A community school once stood south of the Woodard home, and this is where the children of Tildenville went for first through sixth grades. The remaining school years were spent at the segregated Charles R. Drew High School, on East Story Road.
Drew closed before Riggins graduated, so she and her classmates attended Lakeview High School. This wasn’t an easy transition for Riggins and her low self-esteem.
“I stayed in so much trouble at Lakeview,” she said. “Mr. (Robert) Ford was the principal. He was used to me being in the office almost every day.
“Back then was (when) desegregation first came about,” she said. “The kids didn’t want us coming to Lakeview; they wanted us really to stay at Drew. They did not want to integrate with us. I, in turn, ‘Because you don’t want me there, I don’t want to be there.’ I used to be a little instigator.”
Riggins graduated from Lakeview in 1972 and lived her life in several different states before returning home to Tildenville.
STAYING IN BUSINESS
The Woodards owned a community store next to the family home when Riggins was a child. It was one of three in the neighborhood. She remembers Boise Jones owned the other two, one of which was located on the west side of Avalon Road where Tucker Ranch is now.
Just west of the Woodard house was the Silver Moon Grocery & Bar, a family-owned one-room juke joint that has offered music, drink and respite to Tildenville’s residents for decades. A small piece of the original Silver Moon still stands.
COVID-19 temporarily shuttered the operation, but when it eventually reopens, it will continue offering sodas and chips and knickknacks by day and a tavern setting by night. Riggins’ nephew, Willie Woodard Jr., runs the place.
TURNING POINT
“At one time Tildenville used to be thriving,” Riggins said. “That was before the (Florida’s) Turnpike came in. When the turnpike came in, it changed everything. There used to be a camp (called South Lake) on this side of the expressway, and when the turnpike came, they had to tear those houses down.

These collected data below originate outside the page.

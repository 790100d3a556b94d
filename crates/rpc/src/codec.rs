//! Transport independent read/write capability used by a dispatcher.

use crate::error::CodecError;
use async_trait::async_trait;
use conduit_primitives::{Message, PeerInfo};
use serde_json::Value;
use tokio_util::sync::WaitForCancellationFuture;

/// The capability set a dispatcher needs from a transport: read one request (or batch), write
/// one response, identify the peer, and observe closure.
///
/// Transports implement different subsets meaningfully. An operation a transport cannot support
/// panics instead of silently doing nothing, so a dispatcher misusing it fails in tests.
#[async_trait]
pub trait ServerCodec: Send + Sync {
    /// Read the next request payload. The flag is true when the payload was a batch.
    async fn read_batch(&self) -> Result<(Vec<Message>, bool), CodecError>;

    /// Write one JSON value (a response or an array of responses).
    async fn write_json(&self, value: &Value) -> Result<(), CodecError>;

    /// Metadata about the remote end.
    fn peer_info(&self) -> PeerInfo;

    /// Address of the remote end.
    fn remote_addr(&self) -> String;

    /// Close the codec. Calling this more than once has no further effect.
    fn close(&self);

    /// Resolves once the codec is closed.
    fn closed(&self) -> WaitForCancellationFuture<'_>;
}
use crate::auth::{check_jwt_secret, JwtValidator};
use hyper::{Body, Request, Response};
use std::future::Future;
use std::pin::Pin;
use std::sync::Arc;
use std::task::Poll;
use std::{error::Error, task::Context};
use tower::{Layer, Service};

/// The bearer token layer for the [json rpc server](crate::JsonRpcServer)
#[derive(Clone, Debug)]
pub struct JwtAuthLayer {
    /// Checks the token of every request
    validator: Arc<JwtValidator>,
}

impl JwtAuthLayer {
    /// Create a new jwt layer
    ///
    /// # Arguments
    /// * `validator: JwtValidator` - The validator holding the shared secret
    ///
    /// # Returns
    /// * `Self` - A JwtAuthLayer instance
    pub fn new(validator: JwtValidator) -> Self {
        Self {
            validator: Arc::new(validator),
        }
    }
}

impl<S> Layer<S> for JwtAuthLayer {
    type Service = JwtAuth<S>;

    fn layer(&self, inner: S) -> Self::Service {
        JwtAuth {
            inner,
            validator: self.validator.clone(),
        }
    }
}

/// Forwards authenticated requests to the inner service and answers the rest with 403.
#[derive(Debug, Clone)]
pub struct JwtAuth<S> {
    /// The inner service
    inner: S,
    validator: Arc<JwtValidator>,
}

impl<S> Service<Request<Body>> for JwtAuth<S>
where
    S: Service<Request<Body>, Response = Response<Body>> + Clone + Send + 'static,
    S::Response: 'static,
    S::Error: Into<Box<dyn Error + Send + Sync>> + 'static,
    S::Future: Send + 'static,
{
    type Response = S::Response;
    type Error = Box<dyn Error + Send + Sync + 'static>;
    type Future =
        Pin<Box<dyn Future<Output = Result<Self::Response, Self::Error>> + Send + 'static>>;

    fn poll_ready(&mut self, cx: &mut Context<'_>) -> Poll<Result<(), Self::Error>> {
        self.inner.poll_ready(cx).map_err(Into::into)
    }

    fn call(&mut self, req: Request<Body>) -> Self::Future {
        if let Err(response) = check_jwt_secret(req.headers(), &self.validator) {
            return Box::pin(async move { Ok(response) });
        }

        let clone = self.inner.clone();
        // take the service that was ready
        let mut inner = std::mem::replace(&mut self.inner, clone);
        Box::pin(async move { inner.call(req).await.map_err(Into::into) })
    }
}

“That became a dividing line; this was the quarters,” she said. “This was where everything was at; this was where you had to come if you wanted to purchase anything other than going up to Winter Garden.”
But, eventually, the stores closed and many of the residents went away.
“This side dwindled; you could see the decline in it because of the turnpike (and) when the freeze came through and killed all the citrus.”
But life has a funny way of coming full circle for some, as it did for Riggins. Tildenville is her home, despite the lack of businesses. And this century-old house is her home, despite the weather-worn boards and peeling paint.
“I just always wanted to stay here,” Riggins said, looking at her home and smiling.